**Task**
Count how many lines in the data below include "format". Answer with the number only.
[[ Stored data, beginning ]]
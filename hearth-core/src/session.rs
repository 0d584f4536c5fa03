//! Conversation sessions with bounded turn history.
//!
//! The core keeps only a bounded in-memory window per session; durable
//! transcripts belong to the persistence collaborator. Sessions hold a
//! model *id* binding, never a handle, so an evicted model can never be
//! dangled into; the next turn simply reloads it.

use chrono::{DateTime, Utc};
use serde::Serialize;
use std::collections::VecDeque;
use uuid::Uuid;

/// One completed prompt/response exchange.
#[derive(Debug, Clone, Serialize)]
pub struct Turn {
    pub request_id: Uuid,
    pub model_id: String,
    pub prompt: String,
    pub response: String,
    pub created_at: DateTime<Utc>,
}

/// A conversation session.
#[derive(Debug, Serialize)]
pub struct ConversationSession {
    pub id: String,
    bound_model: Option<String>,
    turns: VecDeque<Turn>,
    capacity: usize,
    last_active: DateTime<Utc>,
}

impl ConversationSession {
    pub fn new(id: impl Into<String>, capacity: usize) -> Self {
        Self {
            id: id.into(),
            bound_model: None,
            turns: VecDeque::new(),
            capacity: capacity.max(1),
            last_active: Utc::now(),
        }
    }

    /// The model this session is bound to, if any.
    pub fn bound_model(&self) -> Option<&str> {
        self.bound_model.as_deref()
    }

    /// Bind (or rebind, on hot-swap) the session to a model id.
    pub fn bind_model(&mut self, model_id: impl Into<String>) {
        self.bound_model = Some(model_id.into());
        self.last_active = Utc::now();
    }

    /// Append a turn, evicting the oldest once past capacity.
    pub fn push_turn(&mut self, turn: Turn) {
        self.turns.push_back(turn);
        while self.turns.len() > self.capacity {
            self.turns.pop_front();
        }
        self.last_active = Utc::now();
    }

    pub fn turns(&self) -> impl Iterator<Item = &Turn> {
        self.turns.iter()
    }

    pub fn turn_count(&self) -> usize {
        self.turns.len()
    }

    pub fn last_active(&self) -> DateTime<Utc> {
        self.last_active
    }
}

#[cfg(test)]
mod tests {
    use super::*;

    fn turn(prompt: &str) -> Turn {
        Turn {
            request_id: Uuid::new_v4(),
            model_id: "m".into(),
            prompt: prompt.into(),
            response: format!("re: {prompt}"),
            created_at: Utc::now(),
        }
    }

    #[test]
    fn test_history_is_bounded_oldest_first() {
        let mut session = ConversationSession::new("s1", 3);
        for i in 0..5 {
            session.push_turn(turn(&format!("p{i}")));
        }
        assert_eq!(session.turn_count(), 3);
        let prompts: Vec<_> = session.turns().map(|t| t.prompt.as_str()).collect();
        assert_eq!(prompts, vec!["p2", "p3", "p4"]);
    }

    #[test]
    fn test_binding_can_be_rebound() {
        let mut session = ConversationSession::new("s1", 8);
        assert!(session.bound_model().is_none());
        session.bind_model("a");
        assert_eq!(session.bound_model(), Some("a"));
        session.bind_model("b");
        assert_eq!(session.bound_model(), Some("b"));
    }

    #[test]
    fn test_capacity_of_zero_keeps_one_turn() {
        let mut session = ConversationSession::new("s1", 0);
        session.push_turn(turn("p0"));
        session.push_turn(turn("p1"));
        assert_eq!(session.turn_count(), 1);
    }
}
[[ Stored data, end ]]
**Task result**
2